#### TASK REQUIREMENTS
Count the lines in the data below that have "style" in them, and reply with only that number.

** Opening THE RECORDS block **

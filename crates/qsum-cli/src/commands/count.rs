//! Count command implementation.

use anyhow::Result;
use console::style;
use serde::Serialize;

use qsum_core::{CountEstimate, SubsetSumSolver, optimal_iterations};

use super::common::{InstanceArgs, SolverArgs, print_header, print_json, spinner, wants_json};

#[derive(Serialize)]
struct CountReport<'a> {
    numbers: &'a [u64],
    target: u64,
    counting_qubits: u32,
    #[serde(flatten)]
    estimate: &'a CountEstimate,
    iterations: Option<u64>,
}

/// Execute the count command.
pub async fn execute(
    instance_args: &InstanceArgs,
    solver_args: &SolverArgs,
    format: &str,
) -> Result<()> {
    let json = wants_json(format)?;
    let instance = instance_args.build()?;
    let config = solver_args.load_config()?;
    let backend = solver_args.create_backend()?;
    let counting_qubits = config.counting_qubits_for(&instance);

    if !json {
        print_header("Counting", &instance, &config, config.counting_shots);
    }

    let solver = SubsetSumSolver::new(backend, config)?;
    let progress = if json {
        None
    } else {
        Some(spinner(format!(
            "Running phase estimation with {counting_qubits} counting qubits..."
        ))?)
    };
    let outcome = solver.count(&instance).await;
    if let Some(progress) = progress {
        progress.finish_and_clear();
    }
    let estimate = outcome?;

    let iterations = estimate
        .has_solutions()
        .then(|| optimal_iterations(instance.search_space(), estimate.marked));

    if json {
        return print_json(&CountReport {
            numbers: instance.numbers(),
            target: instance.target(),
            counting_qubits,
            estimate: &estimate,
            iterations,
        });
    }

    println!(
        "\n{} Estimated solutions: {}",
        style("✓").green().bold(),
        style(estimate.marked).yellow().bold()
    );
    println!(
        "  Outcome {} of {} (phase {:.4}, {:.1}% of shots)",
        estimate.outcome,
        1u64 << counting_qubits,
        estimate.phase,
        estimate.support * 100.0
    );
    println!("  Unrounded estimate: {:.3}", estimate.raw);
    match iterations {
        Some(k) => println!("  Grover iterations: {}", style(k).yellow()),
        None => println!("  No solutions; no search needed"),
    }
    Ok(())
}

** Closing THE RECORDS block **
** Opening THE RECORDS block **

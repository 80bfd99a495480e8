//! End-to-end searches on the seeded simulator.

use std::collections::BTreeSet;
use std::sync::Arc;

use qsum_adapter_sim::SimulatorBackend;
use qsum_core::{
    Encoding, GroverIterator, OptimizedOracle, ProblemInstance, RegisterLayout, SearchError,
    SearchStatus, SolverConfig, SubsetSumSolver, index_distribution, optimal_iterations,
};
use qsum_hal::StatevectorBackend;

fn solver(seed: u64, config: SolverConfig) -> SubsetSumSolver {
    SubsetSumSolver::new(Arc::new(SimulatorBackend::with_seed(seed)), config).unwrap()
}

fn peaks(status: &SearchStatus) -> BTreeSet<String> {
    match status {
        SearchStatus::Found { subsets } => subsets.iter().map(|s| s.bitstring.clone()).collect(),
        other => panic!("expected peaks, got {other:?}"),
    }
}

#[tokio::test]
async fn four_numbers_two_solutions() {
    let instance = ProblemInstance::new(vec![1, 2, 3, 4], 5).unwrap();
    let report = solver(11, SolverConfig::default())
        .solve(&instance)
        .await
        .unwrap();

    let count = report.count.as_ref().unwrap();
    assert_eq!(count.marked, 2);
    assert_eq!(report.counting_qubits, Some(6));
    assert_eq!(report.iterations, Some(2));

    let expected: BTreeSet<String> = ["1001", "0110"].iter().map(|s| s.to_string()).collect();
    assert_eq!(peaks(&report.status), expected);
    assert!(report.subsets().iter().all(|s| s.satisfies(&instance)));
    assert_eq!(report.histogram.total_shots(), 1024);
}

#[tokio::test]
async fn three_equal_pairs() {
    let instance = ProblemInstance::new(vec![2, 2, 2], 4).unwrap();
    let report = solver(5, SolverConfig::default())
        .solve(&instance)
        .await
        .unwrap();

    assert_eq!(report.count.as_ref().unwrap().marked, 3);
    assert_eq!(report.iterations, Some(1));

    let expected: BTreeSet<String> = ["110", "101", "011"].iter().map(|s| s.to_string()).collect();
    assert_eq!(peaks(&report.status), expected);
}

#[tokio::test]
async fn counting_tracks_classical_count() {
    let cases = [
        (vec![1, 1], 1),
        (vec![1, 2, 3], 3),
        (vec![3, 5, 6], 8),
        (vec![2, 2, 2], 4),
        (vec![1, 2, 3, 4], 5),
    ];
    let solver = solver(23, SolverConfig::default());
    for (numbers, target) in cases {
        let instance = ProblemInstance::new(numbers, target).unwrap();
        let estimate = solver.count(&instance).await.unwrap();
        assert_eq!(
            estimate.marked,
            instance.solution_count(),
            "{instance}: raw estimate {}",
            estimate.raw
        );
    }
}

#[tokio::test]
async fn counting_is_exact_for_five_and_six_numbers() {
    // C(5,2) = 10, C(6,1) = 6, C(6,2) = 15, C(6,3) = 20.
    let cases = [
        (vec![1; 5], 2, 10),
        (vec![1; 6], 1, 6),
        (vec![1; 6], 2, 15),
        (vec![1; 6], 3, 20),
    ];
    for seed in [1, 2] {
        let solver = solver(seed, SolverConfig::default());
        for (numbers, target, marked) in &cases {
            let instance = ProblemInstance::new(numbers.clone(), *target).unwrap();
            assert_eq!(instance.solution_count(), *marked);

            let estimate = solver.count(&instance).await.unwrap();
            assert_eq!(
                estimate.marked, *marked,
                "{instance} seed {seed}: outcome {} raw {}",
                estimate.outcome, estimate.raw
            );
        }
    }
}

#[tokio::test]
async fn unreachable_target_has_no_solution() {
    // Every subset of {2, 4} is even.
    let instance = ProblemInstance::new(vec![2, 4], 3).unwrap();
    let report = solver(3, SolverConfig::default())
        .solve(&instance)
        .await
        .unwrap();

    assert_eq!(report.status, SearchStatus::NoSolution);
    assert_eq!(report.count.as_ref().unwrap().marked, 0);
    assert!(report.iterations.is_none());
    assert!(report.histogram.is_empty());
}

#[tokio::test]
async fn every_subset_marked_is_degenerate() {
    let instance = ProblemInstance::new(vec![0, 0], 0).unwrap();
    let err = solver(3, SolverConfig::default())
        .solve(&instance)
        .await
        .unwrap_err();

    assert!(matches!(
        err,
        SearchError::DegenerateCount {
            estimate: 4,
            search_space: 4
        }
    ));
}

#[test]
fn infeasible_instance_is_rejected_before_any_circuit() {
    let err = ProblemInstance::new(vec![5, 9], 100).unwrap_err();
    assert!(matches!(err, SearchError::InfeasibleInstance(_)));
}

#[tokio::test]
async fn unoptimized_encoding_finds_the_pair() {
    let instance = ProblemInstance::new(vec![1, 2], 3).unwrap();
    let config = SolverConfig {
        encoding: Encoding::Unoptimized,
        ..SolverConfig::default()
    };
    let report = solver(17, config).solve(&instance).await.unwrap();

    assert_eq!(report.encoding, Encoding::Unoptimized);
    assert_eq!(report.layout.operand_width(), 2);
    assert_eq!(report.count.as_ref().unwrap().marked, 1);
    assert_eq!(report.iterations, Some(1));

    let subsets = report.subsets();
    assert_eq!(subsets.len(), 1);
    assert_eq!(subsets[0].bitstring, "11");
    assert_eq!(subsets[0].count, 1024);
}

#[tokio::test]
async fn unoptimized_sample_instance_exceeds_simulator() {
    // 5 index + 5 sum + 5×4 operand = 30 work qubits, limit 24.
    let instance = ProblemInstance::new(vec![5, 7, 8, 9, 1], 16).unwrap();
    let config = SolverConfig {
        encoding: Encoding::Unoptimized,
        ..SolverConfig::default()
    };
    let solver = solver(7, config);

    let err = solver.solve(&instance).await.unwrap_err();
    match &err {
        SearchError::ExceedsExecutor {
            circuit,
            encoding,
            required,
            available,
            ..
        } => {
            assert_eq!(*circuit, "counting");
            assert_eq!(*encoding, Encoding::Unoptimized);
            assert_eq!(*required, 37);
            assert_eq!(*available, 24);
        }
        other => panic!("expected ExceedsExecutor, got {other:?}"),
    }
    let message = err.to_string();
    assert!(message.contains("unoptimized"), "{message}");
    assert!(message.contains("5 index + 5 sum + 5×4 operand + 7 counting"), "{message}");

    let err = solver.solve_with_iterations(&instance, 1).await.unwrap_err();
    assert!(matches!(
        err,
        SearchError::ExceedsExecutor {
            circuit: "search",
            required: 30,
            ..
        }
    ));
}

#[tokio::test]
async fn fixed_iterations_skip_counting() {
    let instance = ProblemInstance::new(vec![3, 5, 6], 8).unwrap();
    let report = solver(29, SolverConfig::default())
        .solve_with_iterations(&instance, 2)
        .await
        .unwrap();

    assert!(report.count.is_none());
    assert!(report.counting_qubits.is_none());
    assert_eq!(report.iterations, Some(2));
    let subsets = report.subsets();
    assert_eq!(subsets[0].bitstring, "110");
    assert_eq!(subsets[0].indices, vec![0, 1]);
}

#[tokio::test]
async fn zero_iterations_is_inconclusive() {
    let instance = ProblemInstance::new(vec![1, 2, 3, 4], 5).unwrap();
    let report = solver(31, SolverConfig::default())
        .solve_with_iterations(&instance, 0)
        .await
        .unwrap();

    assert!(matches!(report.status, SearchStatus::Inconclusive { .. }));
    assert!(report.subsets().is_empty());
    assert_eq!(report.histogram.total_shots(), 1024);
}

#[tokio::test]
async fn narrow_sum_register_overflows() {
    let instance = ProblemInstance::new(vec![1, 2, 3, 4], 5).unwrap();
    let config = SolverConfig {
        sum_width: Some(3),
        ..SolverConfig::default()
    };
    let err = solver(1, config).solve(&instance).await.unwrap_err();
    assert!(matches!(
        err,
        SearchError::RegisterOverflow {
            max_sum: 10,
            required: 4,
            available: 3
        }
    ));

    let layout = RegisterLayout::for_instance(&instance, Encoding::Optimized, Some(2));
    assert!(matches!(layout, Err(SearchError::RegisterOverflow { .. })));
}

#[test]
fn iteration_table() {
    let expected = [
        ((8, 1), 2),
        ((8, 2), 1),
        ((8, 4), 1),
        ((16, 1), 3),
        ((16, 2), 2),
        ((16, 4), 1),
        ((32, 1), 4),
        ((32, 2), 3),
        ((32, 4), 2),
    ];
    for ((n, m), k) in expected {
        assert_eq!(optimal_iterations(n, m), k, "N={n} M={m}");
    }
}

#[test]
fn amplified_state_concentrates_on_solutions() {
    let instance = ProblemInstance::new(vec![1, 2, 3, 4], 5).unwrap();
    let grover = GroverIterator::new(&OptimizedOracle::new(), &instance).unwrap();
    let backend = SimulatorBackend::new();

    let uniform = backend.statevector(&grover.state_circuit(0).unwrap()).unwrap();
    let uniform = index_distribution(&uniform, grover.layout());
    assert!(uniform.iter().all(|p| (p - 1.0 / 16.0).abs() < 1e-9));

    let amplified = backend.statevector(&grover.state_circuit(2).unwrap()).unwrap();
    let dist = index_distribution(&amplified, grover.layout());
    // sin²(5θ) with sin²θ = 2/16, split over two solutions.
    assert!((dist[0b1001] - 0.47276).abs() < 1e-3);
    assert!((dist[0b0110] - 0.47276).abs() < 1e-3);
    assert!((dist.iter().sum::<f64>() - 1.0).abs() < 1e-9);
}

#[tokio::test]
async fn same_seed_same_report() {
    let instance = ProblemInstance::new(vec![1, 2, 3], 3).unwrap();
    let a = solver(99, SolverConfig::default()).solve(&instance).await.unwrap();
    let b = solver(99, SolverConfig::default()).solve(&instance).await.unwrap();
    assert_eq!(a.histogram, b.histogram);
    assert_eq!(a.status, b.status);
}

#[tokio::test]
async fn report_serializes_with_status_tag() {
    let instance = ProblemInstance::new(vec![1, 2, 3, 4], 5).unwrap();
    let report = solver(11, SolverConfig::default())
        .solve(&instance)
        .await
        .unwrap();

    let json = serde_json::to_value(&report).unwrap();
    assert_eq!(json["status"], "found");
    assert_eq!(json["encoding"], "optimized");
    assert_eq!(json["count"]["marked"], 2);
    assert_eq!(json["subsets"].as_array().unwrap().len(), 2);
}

** Closing THE RECORDS block **

#### RESULT
4